Jul 15, 2014
Some bands go on and on, churning out record after record, selling millions, flying the world in private jets, filling stadiums. Others go quietly about their business, putting smiles on the faces of the few lucky enough to hear their music. These aren’t the bands you’ll hear on daytime radio—you’re lucky to hear them on nighttime radio these days—and who’ll never to get to join Jools for the jam sketch.
They may leave a substantial legacy, like the recently retired Ace Bushy Striptease, or they may just leave a handful of songs that can only leave us thinking what might have been.
Take Swansea’s Adelines for example, who’ve brought to an end their brief career, leaving behind just a couple of excellent singles and these three tracks. It’s a scant legacy, but there’s so much here to love that we can scarcely complain. The private jet, however, will have to wait.
The Adelines :: Farewell
Brighton’s Popguns enjoyed a ten-year recording career before calling it a day in 1996. But the lure of the stadium was just too much and they returned to the stage in 2012. A new LP is promised this year, but meanwhile, courtesy of the fantastic and fantastically cheep Indietracks 2014 compilation, here’s their fresh take on their indiepop classic, Waiting for the Winter.
The Popguns :: Still Waiting for the Winter
Decades can’t help but come to an end, but their spirit lives on. The Yearning are the latest in a list of 21st century bands like the School and Lucky Soul who mine the wealth of sixties pop and soul for their inspiration but manage to sound entirely fresh and of their time.
Dreamboats and Lemonade is their third long player and the perfect accompaniment to long summer afternoons.
The Yearning :: How Will I Know?
If pop of the most soothing kind is your thing then you could do a lot worse than downloading the entire archive of free music available from the wonderful EardrumsPop.
Their latest project is three LP’s worth of collaborations. But Tom Jones murdering Prince with the help of the Art of Noise this isn’t.
The highlight may be the meeting of two bands who’ve featured here before, Spook School and Just Joans.

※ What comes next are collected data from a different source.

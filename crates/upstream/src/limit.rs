//! Rate limiting and retry for outbound calls.
//!
//! Two independent limiter instances are configured at process startup: a
//! conservative one for the flow platform and a looser one for the payment
//! gateway. The executor itself is stateless apart from the limiter's
//! call-history window.

use std::collections::VecDeque;
use std::future::Future;
use std::time::Duration;

use tokio::sync::Mutex;
use tokio::time::Instant;
use tracing::{debug, warn};

use crate::error::UpstreamError;

/// Token-bucket limiter over a rolling window.
///
/// `acquire()` blocks until a slot frees up. The window is recomputed from
/// the recorded call instants on every acquisition rather than on fixed
/// ticks, so a burst never observes more than `max_calls` in any window.
#[derive(Debug)]
pub struct RateLimiter {
    max_calls: usize,
    window: Duration,
    calls: Mutex<VecDeque<Instant>>,
}

impl RateLimiter {
    pub fn new(max_calls: usize, window: Duration) -> Self {
        Self {
            max_calls,
            window,
            calls: Mutex::new(VecDeque::new()),
        }
    }

    /// Conservative default for the flow platform: 12 calls per minute.
    pub fn upstream_default() -> Self {
        Self::new(12, Duration::from_secs(60))
    }

    /// Looser default for the payment gateway: 30 calls per minute.
    pub fn payment_default() -> Self {
        Self::new(30, Duration::from_secs(60))
    }

    /// Acquire permission for one call, waiting as long as necessary.
    pub async fn acquire(&self) {
        loop {
            let wait = {
                let mut calls = self.calls.lock().await;
                let now = Instant::now();

                while let Some(front) = calls.front() {
                    if now.duration_since(*front) >= self.window {
                        calls.pop_front();
                    } else {
                        break;
                    }
                }

                if calls.len() < self.max_calls {
                    calls.push_back(now);
                    return;
                }

                // Oldest call leaves the window first; wait for that slot.
                let oldest = *calls.front().expect("non-empty at capacity");
                self.window - now.duration_since(oldest)
            };

            warn!(wait_ms = wait.as_millis() as u64, "rate limit reached, waiting");
            tokio::time::sleep(wait).await;
        }
    }
}

/// Exponential backoff schedule: attempt `i` waits `min(base * factor^i, cap)`.
#[derive(Debug, Clone)]
pub struct Backoff {
    pub max_retries: u32,
    pub base: Duration,
    pub factor: f64,
    pub cap: Duration,
}

impl Default for Backoff {
    fn default() -> Self {
        Self {
            max_retries: 3,
            base: Duration::from_secs(1),
            factor: 2.0,
            cap: Duration::from_secs(60),
        }
    }
}

impl Backoff {
    pub fn new(max_retries: u32, base: Duration, cap: Duration) -> Self {
        Self {
            max_retries,
            base,
            factor: 2.0,
            cap,
        }
    }

    /// Delay before retrying after failed attempt `attempt` (0-indexed).
    pub fn delay_for_attempt(&self, attempt: u32) -> Duration {
        let exp = self.factor.powi(attempt as i32);
        let delay = self.base.mul_f64(exp);
        delay.min(self.cap)
    }
}

/// Wraps every outbound call with the limiter and the retry schedule.
#[derive(Debug)]
pub struct RequestExecutor {
    limiter: RateLimiter,
    backoff: Backoff,
}

impl RequestExecutor {
    pub fn new(limiter: RateLimiter, backoff: Backoff) -> Self {
        Self { limiter, backoff }
    }

    /// Execute `op`, retrying transport errors, 5xx and 429 responses with
    /// exponential backoff. A 429 carrying `Retry-After` honors the server's
    /// value instead of the computed delay. Exhausting the retries re-raises
    /// the last failure.
    pub async fn execute<T, F, Fut>(&self, mut op: F) -> Result<T, UpstreamError>
    where
        F: FnMut() -> Fut,
        Fut: Future<Output = Result<T, UpstreamError>>,
    {
        let mut attempt = 0u32;
        loop {
            self.limiter.acquire().await;

            match op().await {
                Ok(value) => {
                    if attempt > 0 {
                        debug!(attempt, "request succeeded after retry");
                    }
                    return Ok(value);
                }
                Err(e) if e.is_retriable() && attempt < self.backoff.max_retries => {
                    let delay = match e.retry_after() {
                        Some(secs) => Duration::from_secs(secs),
                        None => self.backoff.delay_for_attempt(attempt),
                    };
                    warn!(
                        attempt = attempt + 1,
                        max_attempts = self.backoff.max_retries + 1,
                        delay_ms = delay.as_millis() as u64,
                        error = %e,
                        "request failed, retrying with backoff"
                    );
                    tokio::time::sleep(delay).await;
                    attempt += 1;
                }
                Err(e) => return Err(e),
            }
        }
    }
}

#[cfg(test)]
mod tests {
    use super::*;
    use std::sync::atomic::{AtomicU32, Ordering};
    use std::sync::Arc;

    #[tokio::test(start_paused = true)]
    async fn limiter_delays_calls_beyond_the_window() {
        let limiter = RateLimiter::new(10, Duration::from_secs(60));
        let start = Instant::now();
        let mut acquired_at = Vec::new();

        for _ in 0..15 {
            limiter.acquire().await;
            acquired_at.push(Instant::now());
        }

        // First ten pass immediately, the rest wait for their window slot.
        for t in &acquired_at[..10] {
            assert_eq!(t.duration_since(start), Duration::ZERO);
        }
        for t in &acquired_at[10..] {
            assert!(t.duration_since(start) >= Duration::from_secs(60));
        }

        // No rolling window ever observes more than ten calls.
        for (i, t) in acquired_at.iter().enumerate() {
            let in_window = acquired_at
                .iter()
                .skip(i)
                .take_while(|u| u.duration_since(*t) < Duration::from_secs(60))
                .count();
            assert!(in_window <= 10, "window starting at call {} holds {}", i, in_window);
        }
    }

    #[tokio::test(start_paused = true)]
    async fn limiter_admits_again_once_a_slot_frees() {
        let limiter = RateLimiter::new(2, Duration::from_secs(10));
        limiter.acquire().await;
        limiter.acquire().await;

        let start = Instant::now();
        limiter.acquire().await;
        assert!(Instant::now().duration_since(start) >= Duration::from_secs(10));
    }

    #[test]
    fn backoff_grows_until_the_cap() {
        let backoff = Backoff::new(5, Duration::from_secs(2), Duration::from_secs(60));
        assert_eq!(backoff.delay_for_attempt(0), Duration::from_secs(2));
        assert_eq!(backoff.delay_for_attempt(1), Duration::from_secs(4));
        assert_eq!(backoff.delay_for_attempt(2), Duration::from_secs(8));
        assert_eq!(backoff.delay_for_attempt(10), Duration::from_secs(60));
    }

    #[tokio::test(start_paused = true)]
    async fn always_failing_op_is_retried_then_raises_the_last_error() {
        let executor = RequestExecutor::new(
            RateLimiter::new(100, Duration::from_secs(60)),
            Backoff::new(3, Duration::from_secs(1), Duration::from_secs(60)),
        );

        let attempts = Arc::new(AtomicU32::new(0));
        let counter = attempts.clone();
        let start = Instant::now();

        let result: Result<(), _> = executor
            .execute(|| {
                let counter = counter.clone();
                async move {
                    counter.fetch_add(1, Ordering::SeqCst);
                    Err(UpstreamError::Status {
                        status: 500,
                        body: "boom".to_string(),
                        retry_after: None,
                    })
                }
            })
            .await;

        // One initial attempt plus max_retries retries, delays 1s + 2s + 4s.
        assert_eq!(attempts.load(Ordering::SeqCst), 4);
        assert!(Instant::now().duration_since(start) >= Duration::from_secs(7));
        match result {
            Err(UpstreamError::Status { status: 500, .. }) => {}
            other => panic!("expected the original 500 to surface, got {:?}", other),
        }
    }

    #[tokio::test(start_paused = true)]
    async fn retry_after_overrides_the_computed_delay() {
        let executor = RequestExecutor::new(
            RateLimiter::new(100, Duration::from_secs(60)),
            Backoff::new(1, Duration::from_secs(1), Duration::from_secs(60)),
        );

        let attempts = Arc::new(AtomicU32::new(0));
        let counter = attempts.clone();
        let start = Instant::now();

        let result = executor
            .execute(|| {
                let counter = counter.clone();
                async move {
                    if counter.fetch_add(1, Ordering::SeqCst) == 0 {
                        Err(UpstreamError::Status {
                            status: 429,
                            body: String::new(),
                            retry_after: Some(30),
                        })
                    } else {
                        Ok(42)
                    }
                }
            })
            .await;

        assert_eq!(result.unwrap(), 42);
        assert!(Instant::now().duration_since(start) >= Duration::from_secs(30));
    }

    #[tokio::test]
    async fn non_retriable_errors_surface_immediately() {
        let executor = RequestExecutor::new(
            RateLimiter::new(100, Duration::from_secs(60)),
            Backoff::default(),
        );

        let attempts = Arc::new(AtomicU32::new(0));
        let counter = attempts.clone();

        let result: Result<(), _> = executor
            .execute(|| {
                let counter = counter.clone();
                async move {
                    counter.fetch_add(1, Ordering::SeqCst);
                    Err(UpstreamError::LaunchRejected("bad input".to_string()))
                }
            })
            .await;

        assert_eq!(attempts.load(Ordering::SeqCst), 1);
        assert!(matches!(result, Err(UpstreamError::LaunchRejected(_))));
    }
}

As with all EardrumsPop releases, the three Between The Waves—The Second Wave releases include a neat booklet. Volume C’s reveals that this song has an accompanying, if slightly unsettling, computer game and that the band’s name was borrowed from the swiss army knife-wielding genius of eighties TV fame.
We quite wanted to use the opportunity of having a band that could potentially only ever have one song to choose a band name that links with the song title. So we chose Ivor MacGyver ’cause “Ivor MacGyver—Saliva” has a pretty nice phonetic ring to it and we quite want to make up a silly music video where we splice up clips from the show MacGyver to make it look like he’s the “single boy” in the song.
We’re waiting. Meanwhile here’s the “slight wee acoustic song” written by the Just Joans’ David Pope turned into “a snarling indie disco monster”.
Ivor MacGyver :: Saliva
Of course there have been bands who can fill stadiums and make millions while remaining innovative and exciting and avoiding the horrendous trappings of excess. The Clash left us with many of the finest records of all-time in an all-too-short career brilliantly documented by Don Letts in The Clash: Westway to the World.
By the time the band came to record their fifth LP, Combat Rock, the natural divisions within the band where becoming cracks. Cracks that were only widened by drummer Topper Headon’s heroin habit, which neither sat well with many of Joe Strummer’s lyrics nor with the job of keeping the beat.
In the jazz days the saxophone section would be addicted to heroin. The drug has a nature. That surely suits horn playing cause you can float over the music doing your thing, but it doesn’t suit drumming which is like nailing a nail into the floor. The beat’s gotta be there.
The Clash, thankfully, didn’t have a saxophone section. Instead this track, an under-appreciated work of genius, has beat poet Allen Ginsberg providing the commentary to Strummer’s lament.
The Clash :: Ghetto Defendant ⬇ [iTunes]
The Clash’s place in musical, indeed cultural, history is secured. Stanley Winston is unlikely to make the footnotes. This was among the ten records John Peel chose in 1984 for Radio One’s My Top Ten and if it weren’t for the late DJ, the only extant recording by Winston may have been forgotten.
As far as I know it is the only record this bloke made. And I wrote to a chap who specialises in deep soul records up in Wakefield—I don’t know if he is still in business—and said, you know, just send us 15 or 20 of what you regard as being the very best records and this is one that he sent me. And the man’s voice is just stunning. And what is so frustrating about it is the knowledge that he is probably still alive, working as a janitor or something like that and nobody is interested in recording him.